Morever, according to Catholic officials and outside experts, the directive may well apply to a wider range of patients, those that it describes as having "chronic and presumably irreversible conditions," though the organization representing Catholic health facilities downplays the impact. Experts say this affected group could include those with massive strokes, advanced Alzheimer's disease, traumatic brain injury and Lou Gehrig's Disease.

"If someone had a stroke and the doctor says he won't die though he may be very sick, then they should give him nutrition and hydration," Weinandy said. "You can't just starve him to death. It's hard to know whether someone can regain consciousness or not."

Dr. Lachlan Forrow, a Harvard University medical ethicist and palliative care specialist, expressed strong concern about the new policy, stressing its potentially broad scope. "That gets to be a very, very large number of people," said Forrow, who heads a panel developing recommendations for the state of Massachusetts on end-of-life care.

Forrow also said Catholic health facilities haven't met a key ethical test - adequately informing the public of their policy. If they don't do so, "patients and their families will arrive at the hospital in crisis and find that the care they want and need and have a right to as Americans is being refused."

Weinandy said "obviously the public should know what the directives say," and patients and relatives "can easily download the directives or get a copy."

The revised directive arises from statements made by Pope John Paul II in 2004 during the legal battle surrounding Terry Schiavo, the Florida woman kept alive on a feeding tube for nearly 15 years, and from clarifying statements by Vatican officials in 2007.

Sister Carol Keehan, executive director of the Catholic Health Association representing hospitals and other facilities, said the bishops' point is "you don't have the right to just stop feeding them because their life is a burden." But the new policy, in her view, would come into play infrequently, mainly in cases involving a persistent vegetative state. For that reason, said the CHA senior director for ethics, Ron Hamel, "There probably was not much publicizing" of the revised directive by Catholic facilities.

There are more than 600 Catholic hospitals and hundreds of nursing homes and other facilities; the hospitals alone admit nearly six million patients a year.

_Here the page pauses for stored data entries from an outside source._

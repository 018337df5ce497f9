use crate::core::calendar::WeekWindow;
use crate::core::{RecordStore, Storage};
use crate::domain::model::{
    Allocation, AllocationRecord, Client, Consultant, ConsultantRates, OwnerId, Project,
    ProjectBilling,
};
use crate::utils::error::{PlannerError, Result};
use crate::utils::validation::Validate;
use async_trait::async_trait;
use chrono::NaiveDate;
use serde::{Deserialize, Serialize};

/// Serialized form of a whole planning dataset, as kept in a JSON file.
#[derive(Debug, Clone, Default, Serialize, Deserialize)]
pub struct Dataset {
    #[serde(default)]
    pub clients: Vec<Client>,
    #[serde(default)]
    pub projects: Vec<Project>,
    #[serde(default)]
    pub consultants: Vec<Consultant>,
    #[serde(default)]
    pub allocations: Vec<Allocation>,
}

/// Record store held in memory. Inserts are validated the way the data manager forms are.
#[derive(Debug, Clone, Default)]
pub struct InMemoryStore {
    data: Dataset,
}

impl InMemoryStore {
    pub fn new() -> Self {
        Self::default()
    }

    /// Validates and inserts every record of `dataset`, parents first.
    pub fn from_dataset(dataset: Dataset) -> Result<Self> {
        let mut store = Self::new();
        for client in dataset.clients {
            store.add_client(client)?;
        }
        for project in dataset.projects {
            store.add_project(project)?;
        }
        for consultant in dataset.consultants {
            store.add_consultant(consultant)?;
        }
        for allocation in dataset.allocations {
            store.add_allocation(allocation)?;
        }
        Ok(store)
    }

    /// Loads a JSON dataset file through `storage`.
    pub async fn from_storage<S: Storage>(storage: &S, path: &str) -> Result<Self> {
        let bytes = storage.read_file(path).await?;
        let dataset: Dataset = serde_json::from_slice(&bytes)?;
        tracing::debug!(
            "Loaded dataset {}: {} consultants, {} projects, {} allocations",
            path,
            dataset.consultants.len(),
            dataset.projects.len(),
            dataset.allocations.len()
        );
        Self::from_dataset(dataset)
    }

    pub fn dataset(&self) -> &Dataset {
        &self.data
    }

    pub fn add_client(&mut self, client: Client) -> Result<()> {
        client.validate()?;
        if self.client(&client.user_id, &client.id).is_some() {
            return Err(duplicate_id("client", &client.id));
        }
        self.data.clients.push(client);
        Ok(())
    }

    pub fn add_project(&mut self, project: Project) -> Result<()> {
        project.validate()?;
        if self.project(&project.user_id, &project.id).is_some() {
            return Err(duplicate_id("project", &project.id));
        }
        if self.client(&project.user_id, &project.client_id).is_none() {
            return Err(PlannerError::InvalidRecordError {
                entity: "project",
                field: "client_id".to_string(),
                reason: format!("Unknown client {}", project.client_id),
            });
        }
        self.data.projects.push(project);
        Ok(())
    }

    pub fn add_consultant(&mut self, consultant: Consultant) -> Result<()> {
        consultant.validate()?;
        if self.consultant(&consultant.user_id, &consultant.id).is_some() {
            return Err(duplicate_id("consultant", &consultant.id));
        }
        self.data.consultants.push(consultant);
        Ok(())
    }

    pub fn add_allocation(&mut self, allocation: Allocation) -> Result<()> {
        allocation.validate()?;

        if self
            .data
            .allocations
            .iter()
            .any(|a| a.user_id == allocation.user_id && a.id == allocation.id)
        {
            return Err(duplicate_id("allocation", &allocation.id));
        }
        if self.consultant(&allocation.user_id, &allocation.consultant_id).is_none() {
            return Err(PlannerError::InvalidRecordError {
                entity: "allocation",
                field: "consultant_id".to_string(),
                reason: format!("Unknown consultant {}", allocation.consultant_id),
            });
        }
        if self.project(&allocation.user_id, &allocation.project_id).is_none() {
            return Err(PlannerError::InvalidRecordError {
                entity: "allocation",
                field: "project_id".to_string(),
                reason: format!("Unknown project {}", allocation.project_id),
            });
        }

        self.data.allocations.push(allocation);
        Ok(())
    }

    fn client(&self, owner: &OwnerId, id: &str) -> Option<&Client> {
        self.data
            .clients
            .iter()
            .find(|c| &c.user_id == owner && c.id == id)
    }

    fn consultant(&self, owner: &OwnerId, id: &str) -> Option<&Consultant> {
        self.data
            .consultants
            .iter()
            .find(|c| &c.user_id == owner && c.id == id)
    }

    fn project(&self, owner: &OwnerId, id: &str) -> Option<&Project> {
        self.data
            .projects
            .iter()
            .find(|p| &p.user_id == owner && p.id == id)
    }

    fn enrich(&self, allocation: &Allocation) -> Option<AllocationRecord> {
        let consultant = self.consultant(&allocation.user_id, &allocation.consultant_id)?;
        let project = self.project(&allocation.user_id, &allocation.project_id)?;
        let client_name = self
            .client(&project.user_id, &project.client_id)
            .map(|c| c.name.clone());

        Some(AllocationRecord {
            allocation: allocation.clone(),
            consultant: ConsultantRates {
                name: consultant.name.clone(),
                cost_per_hour: consultant.cost_per_hour,
                bill_rate: consultant.bill_rate,
                capacity_hours_per_week: consultant.capacity_hours_per_week,
            },
            project: ProjectBilling {
                name: project.name.clone(),
                billing_model: project.billing_model,
                flat_fee: project.flat_fee,
                client_name,
            },
        })
    }
}

fn duplicate_id(entity: &'static str, id: &str) -> PlannerError {
    PlannerError::InvalidRecordError {
        entity,
        field: "id".to_string(),
        reason: format!("Duplicate {} id {}", entity, id),
    }
}

#[async_trait]
impl RecordStore for InMemoryStore {
    async fn list_consultants(&self, owner: &OwnerId) -> Result<Vec<Consultant>> {
        let mut consultants: Vec<Consultant> = self
            .data
            .consultants
            .iter()
            .filter(|c| &c.user_id == owner)
            .cloned()
            .collect();
        // case-insensitive like the database collation behind `order=name.asc`
        consultants.sort_by_cached_key(|c| (c.name.to_lowercase(), c.name.clone()));
        Ok(consultants)
    }

    async fn list_allocations_overlapping(
        &self,
        owner: &OwnerId,
        range_start: NaiveDate,
        range_end: NaiveDate,
    ) -> Result<Vec<AllocationRecord>> {
        let range = WeekWindow {
            start: range_start,
            end: range_end,
        };

        Ok(self
            .data
            .allocations
            .iter()
            .filter(|a| &a.user_id == owner && range.overlaps(a.start_date, a.end_date))
            .filter_map(|a| self.enrich(a))
            .collect())
    }
}

#[cfg(test)]
mod tests {
    use super::*;
    use crate::domain::model::BillingModel;

    fn date(y: i32, m: u32, d: u32) -> NaiveDate {
        NaiveDate::from_ymd_opt(y, m, d).unwrap()
    }

    fn consultant(id: &str, name: &str, owner: &str) -> Consultant {
        Consultant {
            id: id.to_string(),
            name: name.to_string(),
            cost_per_hour: 80.0,
            bill_rate: 120.0,
            capacity_hours_per_week: 40.0,
            user_id: OwnerId::new(owner),
        }
    }

    fn allocation(id: &str, consultant_id: &str, start: NaiveDate, end: NaiveDate, owner: &str) -> Allocation {
        Allocation {
            id: id.to_string(),
            consultant_id: consultant_id.to_string(),
            project_id: "p1".to_string(),
            start_date: start,
            end_date: end,
            hours_per_week: 16.0,
            user_id: OwnerId::new(owner),
        }
    }

    fn seeded() -> InMemoryStore {
        let mut store = InMemoryStore::new();
        store
            .add_client(Client {
                id: "cl1".to_string(),
                name: "Acme".to_string(),
                user_id: OwnerId::new("alice"),
            })
            .unwrap();
        store
            .add_project(Project {
                id: "p1".to_string(),
                client_id: "cl1".to_string(),
                name: "Replatform".to_string(),
                billing_model: BillingModel::Hourly,
                flat_fee: None,
                user_id: OwnerId::new("alice"),
            })
            .unwrap();
        store.add_consultant(consultant("c2", "Zed", "alice")).unwrap();
        store.add_consultant(consultant("c1", "Ada", "alice")).unwrap();
        store.add_consultant(consultant("c3", "Mallory", "bob")).unwrap();
        store
            .add_allocation(allocation("a1", "c1", date(2025, 3, 3), date(2025, 3, 30), "alice"))
            .unwrap();
        store
            .add_allocation(allocation("a2", "c2", date(2024, 1, 1), date(2024, 1, 31), "alice"))
            .unwrap();
        store
    }

    #[tokio::test]
    async fn test_consultants_are_scoped_and_sorted() {
        let store = seeded();
        let consultants = store.list_consultants(&OwnerId::new("alice")).await.unwrap();
        let names: Vec<&str> = consultants.iter().map(|c| c.name.as_str()).collect();
        assert_eq!(names, vec!["Ada", "Zed"]);

        let other = store.list_consultants(&OwnerId::new("bob")).await.unwrap();
        assert_eq!(other.len(), 1);
    }

    #[tokio::test]
    async fn test_allocations_are_filtered_and_enriched() {
        let store = seeded();
        let records = store
            .list_allocations_overlapping(&OwnerId::new("alice"), date(2025, 3, 30), date(2025, 6, 22))
            .await
            .unwrap();

        assert_eq!(records.len(), 1);
        assert_eq!(records[0].allocation.id, "a1");
        assert_eq!(records[0].consultant.name, "Ada");
        assert_eq!(records[0].consultant.bill_rate, 120.0);
        assert_eq!(records[0].project.client_name.as_deref(), Some("Acme"));

        let none = store
            .list_allocations_overlapping(&OwnerId::new("bob"), date(2025, 1, 1), date(2025, 12, 31))
            .await
            .unwrap();
        assert!(none.is_empty());
    }

    #[test]
    fn test_invalid_allocations_are_rejected() {
        let mut store = seeded();

        let inverted = allocation("a3", "c1", date(2025, 3, 10), date(2025, 3, 3), "alice");
        assert!(store.add_allocation(inverted).is_err());

        let mut zero_hours = allocation("a4", "c1", date(2025, 3, 3), date(2025, 3, 10), "alice");
        zero_hours.hours_per_week = 0.0;
        assert!(store.add_allocation(zero_hours).is_err());

        // 其他租戶的顧問不可引用
        let foreign = allocation("a5", "c3", date(2025, 3, 3), date(2025, 3, 10), "alice");
        assert!(matches!(
            store.add_allocation(foreign),
            Err(PlannerError::InvalidRecordError { entity: "allocation", .. })
        ));

        assert_eq!(store.dataset().allocations.len(), 2);
    }

    #[tokio::test]
    async fn test_client_names_stay_within_tenant() {
        let mut store = seeded();
        store
            .add_client(Client {
                id: "shared".to_string(),
                name: "Globex".to_string(),
                user_id: OwnerId::new("bob"),
            })
            .unwrap();

        // alice 不能引用 bob 的客戶
        let borrowed = Project {
            id: "p2".to_string(),
            client_id: "shared".to_string(),
            name: "Audit".to_string(),
            billing_model: BillingModel::Flat,
            flat_fee: Some(5000.0),
            user_id: OwnerId::new("alice"),
        };
        assert!(matches!(
            store.add_project(borrowed),
            Err(PlannerError::InvalidRecordError { entity: "project", ref field, .. }) if field == "client_id"
        ));

        // 同一個 id 在兩個租戶下各有不同名稱
        store
            .add_client(Client {
                id: "cl1".to_string(),
                name: "Initech".to_string(),
                user_id: OwnerId::new("bob"),
            })
            .unwrap();
        let records = store
            .list_allocations_overlapping(&OwnerId::new("alice"), date(2025, 3, 3), date(2025, 5, 25))
            .await
            .unwrap();
        assert_eq!(records.len(), 1);
        assert_eq!(records[0].project.client_name.as_deref(), Some("Acme"));
    }

    #[test]
    fn test_duplicate_ids_are_rejected() {
        let mut store = seeded();

        let err = store.add_consultant(consultant("c1", "Ada Again", "alice")).unwrap_err();
        assert!(matches!(
            err,
            PlannerError::InvalidRecordError { entity: "consultant", ref field, .. } if field == "id"
        ));
        assert!(store
            .add_allocation(allocation("a1", "c2", date(2025, 3, 3), date(2025, 3, 9), "alice"))
            .is_err());
        assert!(store
            .add_client(Client {
                id: "cl1".to_string(),
                name: "Acme".to_string(),
                user_id: OwnerId::new("alice"),
            })
            .is_err());

        // 不同租戶可以重用相同 id
        store.add_consultant(consultant("c1", "Ada", "bob")).unwrap();

        assert_eq!(store.dataset().consultants.len(), 4);
        assert_eq!(store.dataset().allocations.len(), 2);
        assert_eq!(store.dataset().clients.len(), 1);
    }

    #[test]
    fn test_duplicate_consultant_in_dataset_is_rejected() {
        let dataset = Dataset {
            consultants: vec![consultant("c1", "Ada", "alice"), consultant("c1", "Ada", "alice")],
            ..Dataset::default()
        };

        let err = InMemoryStore::from_dataset(dataset).unwrap_err();
        assert!(matches!(
            err,
            PlannerError::InvalidRecordError { entity: "consultant", ref field, .. } if field == "id"
        ));
    }

    #[tokio::test]
    async fn test_consultant_order_ignores_case() {
        let mut store = seeded();
        store.add_consultant(consultant("c4", "bea", "alice")).unwrap();

        let consultants = store.list_consultants(&OwnerId::new("alice")).await.unwrap();
        let names: Vec<&str> = consultants.iter().map(|c| c.name.as_str()).collect();
        assert_eq!(names, vec!["Ada", "bea", "Zed"]);
    }
}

Keehan doesn't see much potential for conflict between patients' and families' end-of-life wishes and the new directive. "Advance directives are held in great respect in Catholic hospitals," she said in a recent interview. "Some might like to say there's a terrible problem, but there isn't."

Most states require honoring a patient's advance directive or the designated proxy's decisions in end-of-life situations — or else transferring the patient to a facility that will honor those wishes. It is against the law in every state to place a feeding tube or provide other medical treatments against the expressed wishes of the patient.